Desertpalm-are you saying that your soil PH is too high, and inhibiting the uptake of magnesium? So you are adding sulfur to lower the PH to make the magnesium already in the soil available to the plant? If so, that is correct-but usually iron is the first micronutrient to show up as defiencent when the PH is too high. The new leaves present as too yellow. I wonder if that is true with palms as with other plants?
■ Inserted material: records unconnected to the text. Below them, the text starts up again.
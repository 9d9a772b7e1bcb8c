//! Estado compartido de la aplicación
//!
//! Este módulo define el estado compartido de la aplicación que se pasa
//! a través del router de Axum. Todo lo que contiene es barato de clonar.

use std::sync::Arc;

use crate::cache::RedisClient;
use crate::clients::{BlobStore, RecordStore};
use crate::config::environment::EnvironmentConfig;
use crate::middleware::rate_limit::RateLimitState;
use crate::repositories::InventoryRepository;
use crate::services::{FeedService, ImageService, InventoryQueryEngine, LeadMailer};

#[derive(Clone)]
pub struct AppState {
    pub config: Arc<EnvironmentConfig>,
    pub engine: InventoryQueryEngine,
    pub inventory: InventoryRepository,
    pub images: ImageService,
    pub mailer: Arc<dyn LeadMailer>,
    pub rate_limit: RateLimitState,
}

impl AppState {
    pub fn new(
        config: EnvironmentConfig,
        records: Arc<dyn RecordStore>,
        blobs: Arc<dyn BlobStore>,
        mailer: Arc<dyn LeadMailer>,
        cache: Option<RedisClient>,
    ) -> Self {
        let engine = InventoryQueryEngine::new(config.engine_config());
        let inventory = InventoryRepository::new(records, config.database.clone(), cache);
        let images = ImageService::new(blobs, config.storage.clone());
        let rate_limit = RateLimitState::new(
            config.rate_limit_requests,
            std::time::Duration::from_secs(config.rate_limit_window),
        );

        Self {
            config: Arc::new(config),
            engine,
            inventory,
            images,
            mailer,
            rate_limit,
        }
    }

    pub fn feed(&self) -> FeedService {
        FeedService::new(self.config.dealership.clone())
    }
}
use crate::repositories::InventoryRepository;
use crate::services::{FeedEntry, FeedService, ImageService};
use crate::state::AppState;
use crate::utils::errors::{AppError, AppResult};

pub struct FeedController {
    repository: InventoryRepository,
    images: ImageService,
    feed: FeedService,
}

impl FeedController {
    pub fn new(state: &AppState) -> Self {
        Self {
            repository: state.inventory.clone(),
            images: state.images.clone(),
            feed: state.feed(),
        }
    }

    /// CSV of every unsold vehicle with its lead photo
    pub async fn render(&self) -> AppResult<String> {
        let snapshot = self.repository.snapshot().await?;
        let vehicles: Vec<_> = FeedService::listable(snapshot.vehicles()).collect();

        let images = self.images.first_image_urls(vehicles.iter().copied()).await;

        let entries: Vec<FeedEntry<'_>> = vehicles
            .iter()
            .zip(images.iter())
            .map(|(vehicle, image)| FeedEntry {
                vehicle: *vehicle,
                image_link: image.as_deref(),
            })
            .collect();

        self.feed
            .render(&entries)
            .map_err(|e| AppError::Internal(format!("feed rendering failed: {}", e)))
    }
}
//! Middleware de CORS

use axum::http::{header, HeaderValue, Method};
use tower_http::cors::{AllowOrigin, CorsLayer};

/// Capa CORS para los orígenes configurados
///
/// Sin orígenes configurados se acepta cualquiera (desarrollo).
pub fn cors_middleware(origins: &[String]) -> CorsLayer {
    if origins.is_empty() {
        return CorsLayer::very_permissive();
    }

    let allowed: Vec<HeaderValue> = origins
        .iter()
        .filter_map(|origin| HeaderValue::from_str(origin).ok())
        .collect();

    CorsLayer::new()
        .allow_origin(AllowOrigin::list(allowed))
        .allow_methods([Method::GET, Method::POST, Method::OPTIONS])
        .allow_headers([header::CONTENT_TYPE, header::ACCEPT])
        .max_age(std::time::Duration::from_secs(3600))
}
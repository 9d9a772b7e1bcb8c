//! Recompute the inventory facet counts and persist them
//!
//! Run after inventory changes so `/inventory/metadata` serves a fresh
//! snapshot without scanning the inventory on every request.

use std::sync::Arc;

use anyhow::Result;
use dotenvy::dotenv;
use tracing::info;
use tracing_subscriber::EnvFilter;

use dealership_inventory::clients::FirebaseDatabaseClient;
use dealership_inventory::config::DatabaseConfig;
use dealership_inventory::repositories::InventoryRepository;
use dealership_inventory::services::InventoryQueryEngine;

#[tokio::main]
async fn main() -> Result<()> {
    dotenv().ok();
    tracing_subscriber::fmt()
        .with_env_filter(
            EnvFilter::try_from_default_env().unwrap_or_else(|_| EnvFilter::new("info")),
        )
        .init();

    let config = DatabaseConfig::from_env()?;
    let store = FirebaseDatabaseClient::new(&config)?;
    let repository = InventoryRepository::new(Arc::new(store), config.clone(), None);

    info!("📥 Fetching inventory from: {}", config.inventory_path);
    let snapshot = repository.snapshot().await?;
    info!(
        "Found {} records ({} malformed skipped)",
        snapshot.len(),
        snapshot.dropped()
    );

    let metadata = InventoryQueryEngine::default().compute_metadata(snapshot.vehicles());
    info!("Makes: {:?}", metadata.makes);
    info!("ModelYears: {:?}", metadata.model_years);

    repository.save_metadata(&metadata).await?;
    info!("✅ Metadata written to {}", config.metadata_path);
    Ok(())
}
//! Vehicle image resolution
//!
//! Lists a vehicle's folder in the blob store and resolves each object to a
//! download URL concurrently. Resolution is best effort: a failed URL is
//! left out and a failed listing yields no images, so a listing never fails
//! because of a photo.

use std::sync::Arc;

use futures::future::join_all;
use futures::stream::{self, StreamExt};
use tracing::warn;

use crate::clients::BlobStore;
use crate::config::StorageConfig;
use crate::models::{Vehicle, VehicleImage, VehicleWithImages};

#[derive(Clone)]
pub struct ImageService {
    blobs: Arc<dyn BlobStore>,
    config: StorageConfig,
}

impl ImageService {
    pub fn new(blobs: Arc<dyn BlobStore>, config: StorageConfig) -> Self {
        Self { blobs, config }
    }

    /// Up to `limit` images of one vehicle (configured limit by default)
    pub async fn images_for(&self, stock_num: &str, limit: Option<usize>) -> Vec<VehicleImage> {
        let limit = limit.unwrap_or(self.config.image_limit);
        if limit == 0 {
            return Vec::new();
        }

        let prefix = self.config.vehicle_prefix(stock_num);
        let objects = match self.blobs.list(&prefix, limit).await {
            Ok(objects) => objects,
            Err(e) => {
                warn!("⚠️ Could not list images for {}: {}", stock_num, e);
                return Vec::new();
            }
        };

        let resolved = join_all(objects.iter().map(|object| async move {
            match self.blobs.download_url(object).await {
                Ok(url) => Some(VehicleImage {
                    name: object.name().to_string(),
                    url,
                }),
                Err(e) => {
                    warn!("⚠️ Skipping image {}: {}", object.full_path, e);
                    None
                }
            }
        }))
        .await;

        resolved.into_iter().flatten().collect()
    }

    pub async fn first_image(&self, stock_num: &str) -> Option<VehicleImage> {
        self.images_for(stock_num, Some(1)).await.into_iter().next()
    }

    pub async fn with_images(&self, vehicle: Vehicle) -> VehicleWithImages {
        let images = match vehicle.stock_num() {
            Some(stock_num) => self.images_for(stock_num, None).await,
            None => Vec::new(),
        };
        VehicleWithImages { vehicle, images }
    }

    /// Attach images to every vehicle, in input order
    ///
    /// At most `concurrency` vehicles are in flight against the blob store.
    pub async fn enrich<'a, I>(&self, vehicles: I) -> Vec<VehicleWithImages>
    where
        I: IntoIterator<Item = &'a Vehicle>,
    {
        stream::iter(vehicles.into_iter().cloned())
            .map(|vehicle| self.with_images(vehicle))
            .buffered(self.config.concurrency.max(1))
            .collect()
            .await
    }

    /// Lead photo URL of every vehicle, in input order
    pub async fn first_image_urls<'a, I>(&self, vehicles: I) -> Vec<Option<String>>
    where
        I: IntoIterator<Item = &'a Vehicle>,
    {
        let stock_nums: Vec<Option<String>> = vehicles
            .into_iter()
            .map(|v| v.stock_num().map(str::to_owned))
            .collect();
        stream::iter(stock_nums)
            .map(|stock_num| async move {
                match stock_num {
                    Some(stock_num) => self.first_image(&stock_num).await.map(|i| i.url),
                    None => None,
                }
            })
            .buffered(self.config.concurrency.max(1))
            .collect()
            .await
    }
}
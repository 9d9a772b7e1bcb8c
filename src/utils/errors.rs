//! Sistema de manejo de errores
//!
//! Todo error sale de la API como el envelope JSON
//! `{status_code, data: null, error}` con el status HTTP correspondiente.

use axum::{
    http::StatusCode,
    response::{IntoResponse, Response},
    Json,
};
use thiserror::Error;
use tracing::{error, warn};

use crate::clients::ClientError;
use crate::dto::api_response::ApiEnvelope;
use crate::services::mail_service::MailError;

/// Errores principales de la aplicación
#[derive(Error, Debug)]
pub enum AppError {
    #[error("Not found: {0}")]
    NotFound(String),

    #[error("Bad request: {0}")]
    BadRequest(String),

    #[error("Validation error: {0}")]
    Validation(#[from] validator::ValidationErrors),

    #[error("Rate limit exceeded")]
    RateLimitExceeded,

    #[error("Store error: {0}")]
    Store(#[from] ClientError),

    #[error("Mail error: {0}")]
    Mail(#[from] MailError),

    #[error("Internal server error: {0}")]
    Internal(String),
}

impl AppError {
    pub fn status_code(&self) -> StatusCode {
        match self {
            AppError::NotFound(_) => StatusCode::NOT_FOUND,
            AppError::BadRequest(_) | AppError::Validation(_) => StatusCode::BAD_REQUEST,
            AppError::RateLimitExceeded => StatusCode::TOO_MANY_REQUESTS,
            AppError::Store(_) => StatusCode::BAD_GATEWAY,
            AppError::Mail(_) | AppError::Internal(_) => StatusCode::INTERNAL_SERVER_ERROR,
        }
    }

    /// Mensaje que ve el cliente
    fn public_message(&self) -> String {
        match self {
            AppError::NotFound(msg) | AppError::BadRequest(msg) => msg.clone(),
            AppError::Validation(e) => format!("Invalid request: {}", e),
            AppError::RateLimitExceeded => "Too Many Requests".to_string(),
            AppError::Store(_) => "Bad Gateway".to_string(),
            AppError::Mail(_) | AppError::Internal(_) => "Internal Server Error".to_string(),
        }
    }
}

impl IntoResponse for AppError {
    fn into_response(self) -> Response {
        let status = self.status_code();

        if status.is_server_error() {
            error!("❌ {}", self);
        } else {
            warn!("⚠️ {}", self);
        }

        let body: ApiEnvelope<()> = ApiEnvelope::error(status, self.public_message());
        (status, Json(body)).into_response()
    }
}

/// Resultado tipado para operaciones que pueden fallar
pub type AppResult<T> = Result<T, AppError>;

pub fn not_found_error(resource: &str, id: &str) -> AppError {
    AppError::NotFound(format!("{} '{}' not found", resource, id))
}

pub fn bad_request_error(message: &str) -> AppError {
    AppError::BadRequest(message.to_string())
}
I know that in my area, we are lacking in magnesium in the water and the soil, and I add epsom salts to the injector system when I fert the annuals-once or twice a season and add epsom salts to the palms in the ground several times a year. I have talked with various horticulturists (PHd's) about whether the sulfur in the epsom salts is significant enough to lower the PH. The majority don't think so. I haven't seen a difference when I test the PH of the soil. I think the type of fert that you use has more affect -i.e acid or basic fert.
I do think that if you need to add magnesium to soil, epsom salts is the fastest, most effective way. Just as you can use Borax for boran. I actually put sulfuric acid ( 35-40%-battery acid) in the injector system to lower the PH as well as use an acidic fert. Works fast, but you have to do it on a continuing basis. A lot of growers do use Epsom salts though.
Interesting discussion!
desertpalm
gilbert, AZ
(Zone 9a)

March 15, 2007
8:47 PM

Post #3285181

Tiger Lilly, my soil pH is around 10, just too high for most palms. I have a doctorate in chemistry and as I recall, magnesium is insoluable or complexed andunavailable in high pH water, so therefore the wet soil has little available magnesium. I agree that epsom will not change the pH of the soil, but the water that you dissolve the epsom salts in will have sufficient pH to keep the mg bioavailability high. That is why epsom salts work fast. The reason you shouldnt use epsom salts too often is that excess mg( as in a concentration spike) in the soil is bad for the plants. Timed release spike do require that the soil pH is not too high to work. To address this issue, I add sulfur pettets which lead to a timed release production of sulfuric acid in small amounts. I prefer the timed release as the risk of acid burn is very low when applied topically. If you have an injection system, it also is probably a low risk unless there is some malfunction in the system.
tigerlily123
Raleigh, NC
(Zone 7b)

March 15, 2007
9:05 PM

Post #3285245

Holy crap!! Ten??? that is the highest PH I have ever heard of in soil. What is in your soil to raise the PH that high? I would be adding the sulfur pellets as well-they do a good job of bring the PH down and definitely last longer than the sulfuric acid-just takes about a month or so for the microbes to start breaking down the sulfer to sulferic acid. I agree-any excess micronutrient is bad for the plant. I wonder what the PH of your water is? Have you ever tested it? Mine is about 6.3, and after I add the sulferic acid and fert, its about 3-3.5. But like I said-its a short term solution for potted plants.
Interesting to see the differences in the PH of the soils around the country. You (the neighbors) must see a lot of blocked micronutrients in the plants in the ground-does everyone treat the soil like you do?
desertpalm
gilbert, AZ
(Zone 9a)

March 15, 2007
10:15 PM

Post #3285446

high clay soils in the west can be pH 10 but are usually 9 or so. Soils back east tend to be more neutral to acidic. My water is city water, that is treated so the pH is modified in the treatment process. Here is an interesting stat: the solubility of magnesium hydroxide in water is 0.0012g/100ml, that is, very low. Since high pH causes mg-> mg(oh)2(insoluble) this means that mg is not going to be bioavailable in higher pH soils as mg-> mg(oh)2. the higher the pH, the lower the apparent bioavialibility of mg, based on it being soluble in water.